• EXERCISE DETAILS: Set down exactly the lines from the one containing "pub struct QueryExecutor;" through the last line of the data below, and no others.

○ ○ ○ ○

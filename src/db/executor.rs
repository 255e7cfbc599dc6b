//! Query execution engine.
//!
//! Runs a single raw statement on an open session and wraps the decoded rows.
//! The executor never validates or rewrites SQL; that is the job of the tool
//! handlers in front of it.

use crate::db::connection::Session;
use crate::error::DbResult;
use crate::models::QueryResult;
use std::time::Instant;
use tracing::debug;

/// Query executor that handles database query execution.
#[derive(Debug, Clone, Copy, Default)]
pub struct QueryExecutor;

impl QueryExecutor {
    /// Execute one statement and return all of its rows.
    pub async fn execute<S: Session>(&self, session: &mut S, sql: &str) -> DbResult<QueryResult> {
        let start = Instant::now();
        debug!(sql = %sql, "Executing query");

        let rows = session.fetch_rows(sql).await?;
        let result = QueryResult::from_rows(rows);

        debug!(
            row_count = result.row_count,
            execution_time_ms = start.elapsed().as_millis() as u64,
            "Query finished"
        );
        Ok(result)
    }
}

○ ○ ○ ○

• ANSWER SECTION:
pub struct QueryExecutor;

impl QueryExecutor {
    /// Execute one statement and return all of its rows.
    pub async fn execute<S: Session>(&self, session: &mut S, sql: &str) -> DbResult<QueryResult> {
        let start = Instant::now();
        debug!(sql = %sql, "Executing query");

        let rows = session.fetch_rows(sql).await?;
        let result = QueryResult::from_rows(rows);

        debug!(
            row_count = result.row_count,
            execution_time_ms = start.elapsed().as_millis() as u64,
            "Query finished"
        );
        Ok(result)
    }
}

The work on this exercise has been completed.